On 31 October 2019, the Swiss Federal Criminal Court listed the criminal case against Alieu Kosiah for trial in Bellinzona, commencing on 14 April and concluding on 30 April 2020. In March 2020, due to the rapid spread of COVID-19, and the increasing measures being imposed by the Swiss authorities in response to the pandemic, the FCC announced that the trial of Alieu Kosiah, former ULIMO commander, was postponed again. The Court has decided to only proceed with the preliminary questions and the hearing of the defendant from 3 December to 11 December 2020. Lawyer Alain Werner, representing four of the alleged victims, called for the trial to be postponed so that they could be present, or, at least, for the hearings to be live streamed to Liberia. The rest of the trial – the hearing of the plaintiffs and the witnesses, and the final pleadings took place from 15 February to 5 March 2021.

On June 1, 2023, Alieu Kosiah was found guilty of crimes against humanity and served 20 years in prison at first instance by a court in Switzerland..

== Trial ==
As the trial opened on 3 December 2020, Federal Criminal Court president Jean-Luc Bacher put some preliminary questions, then moved to questioning Kosiah before later giving the floor to the public prosecutor and defence. Kosiah denied all the charges against him, saying he was not in the places where the crimes were committed and that he did not know the victims.

During the first week of the second phase of the war crimes trial, civilian victims have taken the stand to recount the crimes committed by ULIMO rebel forces during the first Liberian civil war, between 1989 and 1996.

On 2 March, the victims’ lawyers began their joint plea and, with the help of a detailed chronology, Raphaël Jakob tried to show that the various explanations given by the accused do not hold water. "In addition to the convincing testimonies of our clients, historical sources confirm the explanations of the plaintiffs and show that the group to which Mr. Kosiah belonged was on the spot at the time of the worst abuses and systematic looting of the region," he argued. This argument was followed by that of fellow victims’ lawyer Hikmat Maleh: "During the whole of these proceedings, we systematically had to deal with a defendant who denounced a conspiracy theory. He says, for example, that if the plaintiffs recognize the photos presented by the Public Prosecutor’s Office, it is because they are lying. And if they do not recognize them, they are lying too."

The Defence Lawyer, Dimitri Gianoli, pleaded that Alieu Kosiah could not have committed the crimes that the prosecution claims because he was not present at the time of these acts. The defence counsel concentrated on trying to show various contradictions in the testimony of the civil parties – for example, the fact that "one of the plaintiffs says that Kosiah was wearing a military jacket, but this outfit is in no way adapted to the climate. No one ever wore that jacket but rather shirts, because of the heat. So this is proof that the witness is lying".

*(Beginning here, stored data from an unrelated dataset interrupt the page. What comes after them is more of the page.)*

use crate::ast;
use crate::ast::cst;
use crate::loc;
use crate::value::LiteralConversionError;
use crate::value::ValueLiteral;
use apollo_parser::cst::CstNode;
use serde::Deserialize;
use serde::Serialize;

/// An argument declared in a directive's definition.
///
/// The default value is kept as the JSON value a schema-introspection service
/// would report for it, not as a [`ValueLiteral`].
#[derive(Clone, Debug, Deserialize, PartialEq, Serialize)]
pub struct ArgumentDefinition {
    pub(crate) default_value: Option<serde_json::Value>,
    pub(crate) description: Option<String>,
    pub(crate) name: String,
    pub(crate) type_annotation: String,
}
impl ArgumentDefinition {
    pub fn new(
        name: impl Into<String>,
        type_annotation: impl Into<String>,
    ) -> Self {
        Self {
            default_value: None,
            description: None,
            name: name.into(),
            type_annotation: type_annotation.into(),
        }
    }

    pub fn with_default_value(mut self, default_value: serde_json::Value) -> Self {
        self.default_value = Some(default_value);
        self
    }

    pub fn with_description(mut self, description: impl Into<String>) -> Self {
        self.description = Some(description.into());
        self
    }

    /// The declared default value, or `None` if the definition declares no
    /// default at all. An explicit `= null` default is `Some(Value::Null)`.
    pub fn default_value(&self) -> Option<&serde_json::Value> {
        self.default_value.as_ref()
    }

    pub fn description(&self) -> Option<&str> {
        self.description.as_deref()
    }

    pub fn name(&self) -> &str {
        self.name.as_str()
    }

    /// The declared input type, as written in SDL (e.g. `[String!]!`).
    pub fn type_annotation(&self) -> &str {
        self.type_annotation.as_str()
    }

    pub(crate) fn from_cst(
        input_val: &cst::InputValueDefinition,
    ) -> Result<Self, LiteralConversionError> {
        let malformed = || LiteralConversionError::MalformedLiteral(
            input_val.source_string(),
        );

        let default_value = input_val.default_value()
            .map(|default| default.value().ok_or_else(malformed))
            .transpose()?;

        Ok(ArgumentDefinition {
            default_value: default_value.as_ref()
                .map(|val| ValueLiteral::from_cst(val).map(|lit| lit.to_json()))
                .transpose()?,
            description: ast::description_str(input_val.description()),
            name: ast::name_str(input_val.name()).ok_or_else(malformed)?,
            type_annotation: input_val.ty().as_ref()
                .and_then(ast::type_annotation_str)
                .ok_or_else(malformed)?,
        })
    }
}

/// Schema metadata for a directive: its name and the arguments it declares,
/// in declaration order.
#[derive(Clone, Debug, Deserialize, PartialEq, Serialize)]
pub struct DirectiveDefinition {
    pub(crate) arguments: Vec<ArgumentDefinition>,
    pub(crate) def_location: loc::SchemaDefLocation,
    pub(crate) description: Option<String>,
    pub(crate) name: String,
}
impl DirectiveDefinition {
    pub fn new(
        name: impl Into<String>,
        arguments: Vec<ArgumentDefinition>,
    ) -> Self {
        Self {
            arguments,
            def_location: loc::SchemaDefLocation::GraphQLBuiltIn,
            description: None,
            name: name.into(),
        }
    }

    pub fn arguments(&self) -> &[ArgumentDefinition] {
        self.arguments.as_slice()
    }

    pub fn def_location(&self) -> &loc::SchemaDefLocation {
        &self.def_location
    }

    pub fn description(&self) -> Option<&str> {
        self.description.as_deref()
    }

    pub fn name(&self) -> &str {
        self.name.as_str()
    }

    pub(crate) fn from_cst(
        def_location: loc::FilePosition,
        def: &cst::DirectiveDefinition,
    ) -> Result<Self, LiteralConversionError> {
        Ok(DirectiveDefinition {
            arguments: def.arguments_definition().iter()
                .flat_map(|args_def| args_def.input_value_definitions())
                .map(|input_val| ArgumentDefinition::from_cst(&input_val))
                .collect::<Result<_, _>>()?,
            def_location: def_location.into(),
            description: ast::description_str(def.description()),
            name: ast::name_str(def.name()).ok_or_else(|| {
                LiteralConversionError::MalformedLiteral(def.source_string())
            })?,
        })
    }

    /// `@deprecated(reason: String = "No longer supported")`
    pub fn deprecated() -> Self {
        Self::new("deprecated", vec![
            ArgumentDefinition::new("reason", "String")
                .with_default_value("No longer supported".into()),
        ])
    }

    /// `@include(if: Boolean!)`
    pub fn include() -> Self {
        Self::new("include", vec![
            ArgumentDefinition::new("if", "Boolean!"),
        ])
    }

    /// `@skip(if: Boolean!)`
    pub fn skip() -> Self {
        Self::new("skip", vec![
            ArgumentDefinition::new("if", "Boolean!"),
        ])
    }

    /// `@specifiedBy(url: String!)`
    pub fn specified_by() -> Self {
        Self::new("specifiedBy", vec![
            ArgumentDefinition::new("url", "String!"),
        ])
    }
}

The Swiss Federal Prosecutor's Office (MPC) requested for Kosiah the maximum sentence of deprivation of liberty - 20 years - and deportation from Switzerland for 15 years, given the " extreme severity " of the crimes he is accused of committing.

This was the first time an ULIMO member was tried for war crimes, and the first time the FCC held a war crimes trial. This trial in Switzerland was the first under a 2011 law that allows prosecution for war crimes committed anywhere in the world. It also marked the first time war crimes charges have been heard by a Swiss civilian court.

== Verdict ==
He was convicted in Switzerland on 18 June 2021. He was the first Liberian to be convicted in connection with Liberia's civil war. He was sentenced to 20 years for the crimes including murder, rape and cannibalism. On 11 January 2023, a trial to appeal the 22 convictions for war crimes began in Switzerland.

In June 2023, the Swiss Appeals Chamber upheld his war crimes conviction and the 20 year sentence. Kosiah's post sentence ban was reduced from 15 to 10 years.